ロシアでは,レーニンが孤立する労働者を結びつける政治的リーダーたる前衛党が登場し,資本主義を打倒する闘争を指揮すると考えて,そして実際に革命を起こして共産主義国家が樹立されました。
それが1917年。つまり2017年が世界で初めて共産主義国家が誕生して100年でした。
高い理想によって生まれて,労働者の楽園とまで言われた共産主義が今日では廃れてきてしまったのはなぜでしょうか。
それは,マルクスの時代にはなかった,最低限度の生活は国家が保障するというナショナルミニマムといった考えが生まれて資本主義国家は福祉国家に姿を変えていったこと。
そして,もう一つ重要なことは,共産主義では,能力に応じて働き,必要に応じて受け取る,というスタイルは,競争を生み出しにくかったことです。
「福祉サービスの組織と経営」では,さまざまな組織論を学びますが,その基本となっているのは,マズローの欲求段階説です。最上位のニードは,「自己実現欲求」です。修正資本主義では,このニード論が適度な競争を生み出し,自己実現を生み出す原動力となりました。
さて,これらの知識をもとに,マルクスの問題を確認していきましょう。
※以前にマルクスが現行カリキュラムで出題回数は,2回と書きましたが,よく調べたら3回でした。
■マルクス(Marx,K.)は,階級を生産手段の所有と非所有に基づいて区別されると定義した。 (第26回・問題15・選択肢1)
これは正解です。生産手段を所有しているのはブルジョアジー,生産手段を所有していないのはプロレタリアートです。プロレタリアートは,生産手段を持たないので,労働力を商品化します。

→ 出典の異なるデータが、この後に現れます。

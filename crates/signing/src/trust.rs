//! Root public keys the client trusts unconditionally

use crate::bundle::parse_public_keys;
use crate::encoding::key_id;
use crate::mode::{verify_any, Message};
use distsign_errors::{Error, TrustError};
use ed25519_dalek::{Signature, VerifyingKey};
use tracing::{debug, warn};

/// Root keys compiled into every client. Rotating them requires a new
/// client release; keeping several lets one be retired without breaking
/// clients that have not upgraded past it.
const EMBEDDED_ROOTS: &[(&str, &str)] = &[
    (
        "distsign-root-1.pem",
        include_str!("../roots/distsign-root-1.pem"),
    ),
    (
        "distsign-root-2.pem",
        include_str!("../roots/distsign-root-2.pem"),
    ),
];

/// Ordered, non-empty, immutable set of root public keys.
#[derive(Debug, Clone, PartialEq, Eq)]
pub struct TrustStore {
    roots: Vec<VerifyingKey>,
}

impl TrustStore {
    /// # Errors
    /// Returns [`TrustError::EmptyTrustStore`] if `roots` is empty.
    pub fn new(roots: Vec<VerifyingKey>) -> Result<Self, TrustError> {
        if roots.is_empty() {
            return Err(TrustError::EmptyTrustStore);
        }
        Ok(Self { roots })
    }

    /// Build a store from newline-joined `PUBLIC KEY` blocks
    ///
    /// # Errors
    /// Returns a parse error for a malformed block and
    /// [`TrustError::EmptyTrustStore`] if no key is present.
    pub fn from_pem(data: &[u8], origin: &str) -> Result<Self, Error> {
        let roots = parse_public_keys(data, origin)?;
        Ok(Self::new(roots)?)
    }

    /// The root keys compiled into this build
    ///
    /// # Errors
    /// Returns an error only if an embedded key file is malformed.
    pub fn embedded() -> Result<Self, Error> {
        let mut roots = Vec::with_capacity(EMBEDDED_ROOTS.len());
        for (name, pem) in EMBEDDED_ROOTS {
            roots.extend(parse_public_keys(pem.as_bytes(), name)?);
        }
        Ok(Self::new(roots)?)
    }

    #[must_use]
    pub fn roots(&self) -> &[VerifyingKey] {
        &self.roots
    }

    #[must_use]
    pub fn len(&self) -> usize {
        self.roots.len()
    }

    /// Always false for a constructed store
    #[must_use]
    pub fn is_empty(&self) -> bool {
        self.roots.is_empty()
    }

    /// True iff any root key validates `signature` over the exact bundle
    /// bytes in raw mode.
    #[must_use]
    pub fn verify_bundle(&self, bundle: &[u8], signature: &Signature) -> bool {
        match verify_any(&self.roots, &Message::Raw(bundle), signature) {
            Some(index) => {
                debug!(
                    root = %key_id(&self.roots[index]),
                    bytes = bundle.len(),
                    "signing key bundle validated by root key"
                );
                true
            }
            None => {
                warn!(
                    roots = self.roots.len(),
                    bytes = bundle.len(),
                    "signing key bundle does not validate with any root key"
                );
                false
            }
        }
    }
}

#[cfg(test)]
mod tests {
    use super::*;
    use crate::{KeyPair, RootSigner, Signer, SigningKeyBundle};

    #[test]
    fn test_embedded_roots_parse() {
        let store = TrustStore::embedded().unwrap();
        assert_eq!(store.len(), EMBEDDED_ROOTS.len());
    }

    #[test]
    fn test_empty_store_rejected() {
        assert!(matches!(
            TrustStore::new(Vec::new()),
            Err(TrustError::EmptyTrustStore)
        ));
        assert!(matches!(
            TrustStore::from_pem(b"\n", "roots.pem"),
            Err(Error::Trust(TrustError::EmptyTrustStore))
        ));
    }

    #[test]
    fn test_verify_bundle_any_root() {
        let a = KeyPair::generate();
        let b = KeyPair::generate();
        let store = TrustStore::new(vec![a.public_key(), b.public_key()]).unwrap();

        let bundle = SigningKeyBundle::new(vec![KeyPair::generate().public_key()])
            .unwrap()
            .encode();
        let sig = RootSigner::new(Signer::from(&b))
            .sign_signing_keys(&bundle)
            .unwrap();

        assert!(store.verify_bundle(&bundle, &sig));

        let mut tampered = bundle.clone();
        tampered[40] ^= 0x01;
        assert!(!store.verify_bundle(&tampered, &sig));
    }

    #[test]
    fn test_from_pem_preserves_order() {
        let a = KeyPair::generate();
        let b = KeyPair::generate();
        let text = format!("{}{}", a.public_pem(), b.public_pem());

        let store = TrustStore::from_pem(text.as_bytes(), "roots.pem").unwrap();
        assert_eq!(store.roots(), &[a.public_key(), b.public_key()]);
    }
}
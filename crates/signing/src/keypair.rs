//! Ed25519 key pair generation

use crate::encoding::{encode_block, PRIVATE_KEY_TAG, PUBLIC_KEY_TAG};
use ed25519_dalek::{SigningKey, VerifyingKey, KEYPAIR_LENGTH, PUBLIC_KEY_LENGTH};
use rand::rngs::OsRng;
use std::fmt;
use zeroize::Zeroizing;

/// A freshly generated key pair.
///
/// Nothing is persisted; the caller decides where each half is stored.
/// Root key pairs are meant to be kept offline, signing key pairs online.
pub struct KeyPair {
    signing_key: SigningKey,
}

impl KeyPair {
    /// Generate a key pair from the operating system's CSPRNG.
    ///
    /// # Panics
    /// Panics if the OS entropy source fails; there is no safe fallback.
    #[must_use]
    pub fn generate() -> Self {
        Self {
            signing_key: SigningKey::generate(&mut OsRng),
        }
    }

    /// The 64-byte private key (seed followed by public key)
    #[must_use]
    pub fn private_key(&self) -> Zeroizing<[u8; KEYPAIR_LENGTH]> {
        Zeroizing::new(self.signing_key.to_keypair_bytes())
    }

    /// The 32-byte public key
    #[must_use]
    pub fn public_key_bytes(&self) -> [u8; PUBLIC_KEY_LENGTH] {
        self.signing_key.verifying_key().to_bytes()
    }

    #[must_use]
    pub fn public_key(&self) -> VerifyingKey {
        self.signing_key.verifying_key()
    }

    /// The private half as a `PRIVATE KEY` block
    #[must_use]
    pub fn private_pem(&self) -> Zeroizing<String> {
        Zeroizing::new(encode_block(PRIVATE_KEY_TAG, &*self.private_key()))
    }

    /// The public half as a `PUBLIC KEY` block
    #[must_use]
    pub fn public_pem(&self) -> String {
        encode_block(PUBLIC_KEY_TAG, &self.public_key_bytes())
    }

    pub(crate) fn signing_key(&self) -> &SigningKey {
        &self.signing_key
    }
}

impl fmt::Debug for KeyPair {
    fn fmt(&self, f: &mut fmt::Formatter<'_>) -> fmt::Result {
        f.debug_struct("KeyPair")
            .field("public_key", &hex::encode(self.public_key_bytes()))
            .finish_non_exhaustive()
    }
}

労働力の商品化と聞いて「ぴーん」と来た人もいるでしょう。エスピン-アンデルセンが福祉レジームを分類した時の指標です。これについては別の機会に紹介したいと思います。
■マルクス(Marx,K.)は,階級闘争が歴史を動かしていると考え,孤立する労働者を結びつける政治的リーダーたる前衛党が登場し,資本主義を打倒する闘争を指揮すると考えた。 (第22回・問題17・選択肢2)
前半の「階級闘争が歴史を動かしている」と考えたのは,マルクスで正解ですが,後半の「立する労働者を結びつける政治的リーダーたる前衛党が登場し,資本主義を打倒する闘争を指揮する」と考えたのは,レーニンです。よって間違いです。
■マルクス(Marx,K.)は,労働を重視しつつも,それが生む剰余価値は私有財産制のもとでは生産手段を有する資本家の正当な取り分であるという考え方を提示した。 (第25回・問題19・選択肢3)
マルクスは,剰余価値は,労働者に還元すべきだと考えました。よって間違いです。
マルクスは何度も出題されていますが,毎回姿を変えて出題されていることに気が付くことでしょう。
ただ暗記するだけでは対応不可能です。
マルクスで押さえておきたいポイント
階級には,資本家,労働者がある。
マルクスの考えは,その後,共産主義国家につながっていく。
これを基本に押さえておいて,形を変えられた場合は,ここから想像して答えを考えることです。
問題を解くとき,自分の中で情報を交換することが得点力が大切です。